### Goal of the exercise:
Which lines of the data contain the string "return"? Copy every one.

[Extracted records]
....

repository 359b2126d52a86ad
//! crates/qa_testgen_core/src/prompts.rs
//!
//! System instructions and turn-sequence assembly for the two endpoints.
//! No image understanding happens anywhere: an uploaded screenshot is only
//! mentioned in the prompt text.

use crate::domain::{ConversationLog, ConversationTurn, Role};

pub const GENERATION_SYSTEM_PROMPT: &str = r#"You are a QA testing expert. Your task is to analyze screenshots and text requirements to generate comprehensive test cases.
Generate test cases in JSON format with the following structure:
{
  "testCases": [
    {
      "id": "unique_id",
      "testCaseId": "TC001",
      "description": "Clear description of what to test",
      "steps": "Step-by-step instructions",
      "expectedResult": "What should happen",
      "priority": "High/Medium/Low",
      "status": "Not Executed"
    }
  ]
}
Generate at least 5-10 test cases covering positive, negative, and edge cases."#;

pub const REFINEMENT_SYSTEM_PROMPT: &str = r#"You are a QA testing expert helping to refine test cases. The user may ask you to:
- Modify existing test cases
- Add new test cases
- Remove test cases
- Change priorities or descriptions
- Clarify requirements

Always respond with updated test cases in JSON format:
{
  "testCases": [
    {
      "id": "unique_id",
      "testCaseId": "TC001",
      "description": "Clear description",
      "steps": "Step-by-step instructions",
      "expectedResult": "Expected outcome",
      "priority": "High/Medium/Low",
      "status": "Not Executed"
    }
  ]
}

Maintain context from previous conversations and the original screenshot/requirements."#;

/// The user turn that opens a generation request.
pub fn generation_user_message(image_supplied: bool, requirements: &str) -> String {
    let mut message = String::new();
    if image_supplied {
        message.push_str(
            "A screenshot has been uploaded. Please analyze the following requirements and generate test cases based on typical UI/UX patterns you would expect from a screenshot.\n\n",
        );
    }
    if !requirements.trim().is_empty() {
        message.push_str(&format!("Requirements:\n{}\n\n", requirements));
    }
    let source = if image_supplied { "the uploaded screenshot and " } else { "" };
    message.push_str(&format!(
        "Based on {}the requirements above, generate comprehensive test cases.",
        source
    ));
    message
}

/// Restates the original input at the top of a refinement prompt.
/// `None` when there is no original input to restate.
pub fn context_reminder(image_supplied: bool, requirements: &str) -> Option<String> {
    let has_text = !requirements.trim().is_empty();
    if !image_supplied && !has_text {
        return None;
    }
    let mut reminder = String::new();
    if image_supplied {
        reminder.push_str("Original screenshot was uploaded. ");
    }
    if has_text {
        reminder.push_str(&format!("Original requirements: {}", requirements));
    }
    Some(reminder)
}

/// system, replayed history, new user turn.
pub fn generation_messages(
    image_supplied: bool,
    requirements: &str,
    history: &ConversationLog,
) -> Vec<ConversationTurn> {
    let mut messages = Vec::with_capacity(history.len() + 2);
    messages.push(ConversationTurn::system(GENERATION_SYSTEM_PROMPT));
    messages.extend(history.turns().iter().cloned());
    messages.push(ConversationTurn::user(generation_user_message(
        image_supplied,
        requirements,
    )));
    messages
}

/// system, context reminder (at most once), replayed history, instruction.
pub fn refinement_messages(
    image_supplied: bool,
    requirements: &str,
    history: &ConversationLog,
    instruction: &str,
) -> Vec<ConversationTurn> {
    let mut messages = Vec::with_capacity(history.len() + 3);
    messages.push(ConversationTurn::system(REFINEMENT_SYSTEM_PROMPT));

    if let Some(reminder) = context_reminder(image_supplied, requirements) {
        let already_replayed = history
            .turns()
            .first()
            .is_some_and(|turn| turn.role == Role::User && turn.content == reminder);
        if !already_replayed {
            messages.push(ConversationTurn::user(reminder));
        }
    }

    messages.extend(history.turns().iter().cloned());
    messages.push(ConversationTurn::user(instruction));
    messages
}
//! crates/qa_testgen_core/src/validation.rs
//!
//! Caller-fixable input checks. Every check here runs before the completion
//! service is contacted.

use crate::domain::UploadedImage;

/// Largest accepted screenshot, in bytes (10 MiB).
pub const MAX_IMAGE_BYTES: usize = 10 * 1024 * 1024;

#[derive(Debug, Clone, PartialEq, Eq, thiserror::Error)]
pub enum ValidationError {
    #[error("Invalid file type. Please upload an image file (PNG, JPG, GIF, etc.)")]
    InvalidFileType { media_type: String },

    #[error(
        "File size ({}MB) exceeds the 10MB limit. Please upload a smaller image.",
        format_megabytes(*.size_bytes)
    )]
    FileTooLarge { size_bytes: usize },

    #[error("Please provide either a screenshot or text input")]
    NoInput,

    #[error("Please provide a message to refine the test cases")]
    NoInstruction,

    #[error("Chat history is not valid: {0}")]
    InvalidHistory(String),
}

impl ValidationError {
    /// Stable machine-readable code reported to clients.
    pub fn code(&self) -> &'static str {
        match self {
            ValidationError::InvalidFileType { .. } => "INVALID_FILE_TYPE",
            ValidationError::FileTooLarge { .. } => "FILE_TOO_LARGE",
            ValidationError::NoInput => "NO_INPUT",
            ValidationError::NoInstruction => "NO_INSTRUCTION",
            ValidationError::InvalidHistory(_) => "INVALID_HISTORY",
        }
    }
}

/// Renders a byte count as megabytes with two decimals, e.g. `10.50`.
pub fn format_megabytes(size_bytes: usize) -> String {
    format!("{:.2}", size_bytes as f64 / 1024.0 / 1024.0)
}

/// Type is checked before size.
pub fn validate_upload(media_type: &str, size_bytes: usize) -> Result<(), ValidationError> {
    if !media_type.starts_with("image/") {
        return Err(ValidationError::InvalidFileType {
            media_type: media_type.to_string(),
        });
    }
    if size_bytes > MAX_IMAGE_BYTES {
        return Err(ValidationError::FileTooLarge { size_bytes });
    }
    Ok(())
}

pub fn validate_image(image: &UploadedImage) -> Result<(), ValidationError> {
    validate_upload(&image.media_type, image.size_bytes())
}

pub fn validate_optional_image(image: Option<&UploadedImage>) -> Result<(), ValidationError> {
    image.map_or(Ok(()), validate_image)
}

/// Generation needs a screenshot or some non-blank requirements.
pub fn require_input(
    image: Option<&UploadedImage>,
    requirements: &str,
) -> Result<(), ValidationError> {
    if image.is_none() && requirements.trim().is_empty() {
        return Err(ValidationError::NoInput);
    }
    Ok(())
}

pub fn require_instruction(instruction: &str) -> Result<(), ValidationError> {
    if instruction.trim().is_empty() {
        return Err(ValidationError::NoInstruction);
    }
    Ok(())
}
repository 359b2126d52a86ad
pub mod adapters;
pub mod config;
pub mod error;
pub mod web;
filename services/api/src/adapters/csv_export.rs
//! services/api/src/adapters/csv_export.rs
//!
//! Delimited-text export. Implements the `TestCaseExporter` port with the `csv`
//! crate: RFC 4180 quoting, CRLF line endings, a fixed header row.

use csv::{QuoteStyle, Terminator, WriterBuilder};
use qa_testgen_core::{
    domain::TestCase,
    ports::{PortError, PortResult, TestCaseExporter},
};

/// Column order shared by every export format.
pub const EXPORT_HEADERS: [&str; 6] = [
    "Test Case ID",
    "Description",
    "Steps",
    "Expected Result",
    "Priority",
    "Status",
];

/// The visible columns of a test case, in `EXPORT_HEADERS` order.
pub fn export_row(tc: &TestCase) -> [&str; 6] {
    [
        tc.test_case_id.as_str(),
        tc.description.as_str(),
        tc.steps.as_str(),
        tc.expected_result.as_str(),
        tc.priority.as_str(),
        tc.status.as_str(),
    ]
}

#[derive(Debug, Clone, Copy, Default)]
pub struct CsvExporter;

impl CsvExporter {
    pub fn new() -> Self {
        Self
    }
}

impl TestCaseExporter for CsvExporter {
    fn file_name(&self) -> &'static str {
        "test_cases.csv"
    }

    fn content_type(&self) -> &'static str {
        "text/csv"
    }

    fn encode(&self, test_cases: &[TestCase]) -> PortResult<Vec<u8>> {
        let mut writer = WriterBuilder::new()
            .quote_style(QuoteStyle::Necessary)
            .terminator(Terminator::CRLF)
            .from_writer(Vec::new());

        writer
            .write_record(EXPORT_HEADERS)
            .map_err(|e| PortError::Unexpected(format!("Failed to write CSV header: {}", e)))?;
        for (index, tc) in test_cases.iter().enumerate() {
            writer.write_record(export_row(tc)).map_err(|e| {
                PortError::Unexpected(format!("Failed to write CSV row {}: {}", index + 1, e))
            })?;
        }

        writer
            .into_inner()
            .map_err(|e| PortError::Unexpected(format!("Failed to flush CSV output: {}", e)))
    }
}
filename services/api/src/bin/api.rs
//! services/api/src/bin/api.rs

use api_lib::{
    adapters::OpenAiCompletionAdapter,
    config::Config,
    error::ApiError,
    web::{rest::api_doc, router, state::AppState},
};
use axum::http::{header::{ACCEPT, CONTENT_TYPE}, HeaderValue, Method};
use axum::Router;
use std::sync::Arc;
use tower_http::cors::CorsLayer;
use tracing::{info, warn};
use tracing_subscriber::{layer::SubscriberExt, util::SubscriberInitExt};
use utoipa_swagger_ui::SwaggerUi;

#[tokio::main]
async fn main() -> Result<(), ApiError> {
    // --- 1. Load Configuration & Set Up Logging ---
    let config = Arc::new(Config::from_env()?);
    tracing_subscriber::registry()
        .with(tracing_subscriber::EnvFilter::new(config.log_level.to_string()))
        .with(tracing_subscriber::fmt::layer())
        .init();
    info!("Configuration loaded. Starting server...");

    // --- 2. Initialize the Completion Adapter ---
    if config.completion_api_key.is_none() {
        warn!("GROQ_API_KEY is not set; generate and chat requests will fail.");
    }
    let completion_adapter = Arc::new(OpenAiCompletionAdapter::new(
        config.completion_api_key.as_deref(),
        &config.completion_api_base,
        config.completion_model.clone(),
    ));
    info!(
        "Using model {} at {} (timeout {:?}).",
        config.completion_model, config.completion_api_base, config.completion_timeout
    );

    // --- 3. Build the Shared AppState ---
    let app_state = Arc::new(AppState::new(config.clone(), completion_adapter));

    let cors_origin = config.cors_origin.parse::<HeaderValue>().map_err(|e| {
        ApiError::Internal(format!("Invalid CORS_ORIGIN '{}': {}", config.cors_origin, e))
    })?;
    let cors = CorsLayer::new()
        .allow_origin(cors_origin)
        .allow_methods([Method::GET, Method::POST, Method::OPTIONS])
        .allow_headers([CONTENT_TYPE, ACCEPT]);

    // --- 4. Create the Web Router ---
    // Merge the API router with the Swagger UI router for a complete application.
    let app = Router::new()
        .merge(router(app_state).layer(cors))
        .merge(SwaggerUi::new("/swagger-ui").url("/api-docs/openapi.json", api_doc()));

    // --- 5. Start the Server ---
    info!("Starting server on {}", config.bind_address);
    info!(
        "Swagger UI available at http://{}/swagger-ui",
        config.bind_address
    );
    let listener = tokio::net::TcpListener::bind(&config.bind_address).await?;
    axum::serve(listener, app).await?;

    Ok(())
}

....

### Answer for this exercise:
        return None;
        return Err(ValidationError::InvalidFileType {
        return Err(ValidationError::FileTooLarge { size_bytes });
        return Err(ValidationError::NoInput);
        return Err(ValidationError::NoInstruction);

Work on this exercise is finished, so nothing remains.